My approach for 1. a) was as follows:
Step 1: Group 'C' and 'A' together and substitute them with 'X'. Then, the word becomes "XLENDAR."
Step 2: Calculate the permutations of this pseudo 7-letter word while accounting for the fact that 'X' has two permutations for every appearance ('CA' or 'AC').
Number of permutations of "XLENDAR" = $7! \times 2 = 10,080$.
My confusion here is about the repetition of the letter 'A' in the original word "CALENDAR" and how to deal with it.
Consider a sample of the permutations as follows:
A, CA, L, E, N, D, R
AC, A, L, E, N, D, R
This would be double-counting the same permutation if using the formula above, right? How do we deal with this pattern that can appear if the letters 'A' and 'CA' are arranged beside each other as a palindrome? This pattern can shift from the beginning of the word till the end a total of 6 times, so do we subtract 6 from 10,080?
For part b) I grouped 'D' and 'R' together as 'Y' to get XLEYAR. Following the same method as above, I calculated the permutations where 'D' and 'R' do appear together (remembering that both 'X' and 'Y' have 2 permutations each every occurrence).
$6! \times 2 \times 2 = 2880$.
Subtracting these occurrences from the original total should tell me all the permutations that satisfy the condition for 1b). Once again, though, my confusion lies with the repeated 'A' in this calculation.
I've seen some solutions presented as # of permutations $= 10,080 – 2880 = 7200$, but they don't address the repetition in their calculations.
I'd really appreciate some help as I'm not sure where to go from here. Thank you!
Best Answer
Here we consider part 1a) and 1b) of the problem. We use PIE the inclusion-exclusion principle to count the number of valid $8$-letter words built from the letters $C,A,L,E,N,D,A,R$.
Part 1a): Valid words must contain string $AC$ or $CA$.
In order to do the job some kind of bookkeeping is helpful.
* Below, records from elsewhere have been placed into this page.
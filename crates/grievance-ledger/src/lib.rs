//! Ports to the external grievance and reputation ledgers, plus adapters.
//!
//! The ledger is append-only and asynchronous. Nothing in this crate retries;
//! callers treat every write as best-effort and local state stays authoritative.

use async_trait::async_trait;
use grievance_core::{CoreError, GrievanceStatus, ReputationEvent};
use serde::{Deserialize, Serialize};
use time::OffsetDateTime;
use tokio::sync::mpsc;

pub mod http;
pub mod memory;

pub use http::{HttpLedgerGateway, HttpReputationGateway};
pub use memory::{FailureMode, InMemoryLedger, OfflineLedger};

/// Widest block window a historical event query may cover.
pub const DEFAULT_MAX_EVENT_SPAN: u64 = 10;

#[derive(Debug, Clone, thiserror::Error, PartialEq, Eq)]
pub enum LedgerError {
    #[error("ledger unavailable: {0}")]
    Unavailable(String),
    #[error("ledger rejected the write: {0}")]
    Rejected(String),
    #[error("ledger rate limited the request")]
    RateLimited,
    #[error("ledger response could not be decoded: {0}")]
    Decode(String),
}

impl From<LedgerError> for CoreError {
    fn from(err: LedgerError) -> Self {
        match err {
            LedgerError::Unavailable(_) | LedgerError::Decode(_) => {
                Self::ExternalServiceUnavailable(err.to_string())
            }
            LedgerError::Rejected(_) | LedgerError::RateLimited => {
                Self::TransientWrite(err.to_string())
            }
        }
    }
}

#[derive(Debug, Clone, Serialize, Deserialize, PartialEq, Eq)]
pub struct TxReceipt {
    pub tx_id: String,
    pub block: u64,
}

#[derive(Debug, Clone, Serialize, Deserialize, PartialEq, Eq)]
#[serde(tag = "kind", rename_all = "snake_case")]
pub enum LedgerEventKind {
    Registered,
    StatusChanged { status: GrievanceStatus, message: String },
}

#[derive(Debug, Clone, Serialize, Deserialize, PartialEq, Eq)]
pub struct LedgerEvent {
    pub block: u64,
    pub tx_id: String,
    pub canonical_hash: String,
    #[serde(flatten)]
    pub kind: LedgerEventKind,
}

#[derive(Debug, Clone, Copy, Serialize, Deserialize, PartialEq, Eq, Default)]
#[serde(rename_all = "snake_case")]
pub enum EventKindFilter {
    #[default]
    All,
    Registered,
    Status,
}

impl EventKindFilter {
    #[must_use]
    pub fn as_str(self) -> &'static str {
        match self {
            Self::All => "all",
            Self::Registered => "registered",
            Self::Status => "status",
        }
    }

    #[must_use]
    pub fn parse(value: &str) -> Option<Self> {
        match value {
            "all" => Some(Self::All),
            "registered" => Some(Self::Registered),
            "status" => Some(Self::Status),
            _ => None,
        }
    }

    #[must_use]
    pub fn matches(self, kind: &LedgerEventKind) -> bool {
        match self {
            Self::All => true,
            Self::Registered => matches!(kind, LedgerEventKind::Registered),
            Self::Status => matches!(kind, LedgerEventKind::StatusChanged { .. }),
        }
    }
}

#[derive(Debug, Clone, Serialize, Deserialize, PartialEq, Eq)]
pub struct HistoryEntry {
    pub status: GrievanceStatus,
    pub updater_account: String,
    #[serde(with = "time::serde::rfc3339")]
    pub timestamp: OffsetDateTime,
    pub message: String,
}

/// Inclusive block range. Empty when `from > to`.
#[derive(Debug, Clone, Copy, Serialize, Deserialize, PartialEq, Eq)]
pub struct BlockRange {
    pub from: u64,
    pub to: u64,
}

impl BlockRange {
    #[must_use]
    pub fn contains(self, block: u64) -> bool {
        self.from <= block && block <= self.to
    }

    #[must_use]
    pub fn is_empty(self) -> bool {
        self.from > self.to
    }
}

/// Clamp a historical query so it never spans more than `max_span` blocks back from `to`.
#[must_use]
pub fn clamp_block_range(requested_from: u64, to: u64, max_span: u64) -> BlockRange {
    BlockRange { from: requested_from.max(to.saturating_sub(max_span)), to }
}

/// Write and read port for grievance identity and status history.
#[async_trait]
pub trait GrievanceLedger: Send + Sync {
    async fn register(&self, canonical_hash: &str) -> Result<TxReceipt, LedgerError>;

    async fn record_status(
        &self,
        canonical_hash: &str,
        status: GrievanceStatus,
        message: &str,
    ) -> Result<TxReceipt, LedgerError>;

    async fn exists(&self, canonical_hash: &str) -> Result<bool, LedgerError>;

    async fn history(&self, canonical_hash: &str) -> Result<Vec<HistoryEntry>, LedgerError>;

    async fn head_block(&self) -> Result<u64, LedgerError>;

    async fn events_between(
        &self,
        range: BlockRange,
        filter: EventKindFilter,
    ) -> Result<Vec<LedgerEvent>, LedgerError>;

    /// Live feed of confirmed events. The feed ends when the receiver is dropped.
    async fn subscribe(&self, buffer: usize) -> Result<mpsc::Receiver<LedgerEvent>, LedgerError>;
}

/// Port for the authority reputation contract, keyed by external account.
#[async_trait]
pub trait ReputationLedger: Send + Sync {
    async fn record(&self, account: &str, event: ReputationEvent)
        -> Result<TxReceipt, LedgerError>;

    /// On-chain score, or `None` when the account has no on-chain record.
    async fn score(&self, account: &str) -> Result<Option<u16>, LedgerError>;
}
We consider \begin{align*} &\color{blue}{\left(AC\ .\ .\ .\ .\ .\ .\ .|CA\ .\ .\ .\ .\ .\ .\ .\right)}\tag{1}\\ &\quad\color{blue}{-\left(ACA\ .\ .\ .\ .\ .\right)}\tag{2}\\ \end{align*}
Comment:
In (1) we count all $8$-letter words which contain either the substring $AC$ or $CA$ where the remaining six characters are indicated by six dots which gives $2\cdot 7!$.
In (2) we add words containing $ACA$ as compensation for those which we've counted twice in (1).
No more cases are left to consider.
Part 1b): Valid words must contain string $AC$ or $CA$ and must not contain $DN$ or $ND$.
Here we consider \begin{align*} &\color{blue}{\left(AC\ .\ .\ .\ .\ .\ .\ .|CA\ .\ .\ .\ .\ .\ .\ .\right)}\tag{1}\\ &\quad\color{blue}{-\left(ACA\ .\ .\ .\ .\ .\right)}\tag{2}\\ &\quad\color{blue}{-\left(AC\ DN\ .\ .\ .\ .|AC\ ND\ .\ .\ .\ .|CA\ DN\ .\ .\ .\ .|CA\ ND\ .\ .\ .\ .\right)}\tag{3}\\ &\quad\color{blue}{+\left(ACA\ DN\ .\ .\ .|ACA\ ND\ .\ .\ .\right)}\tag{4}\\ \end{align*}
Comment:
In (1) and (2) we start as we did in problem 1a).
In (3) we subtract all occurrences which contains $AC$ or $CA$ and not $DN$ or $ND$.
In (4) we compensate double counts from (3) by adding those once again.
No more cases are left to consider.
Problem 2 can be done similarly.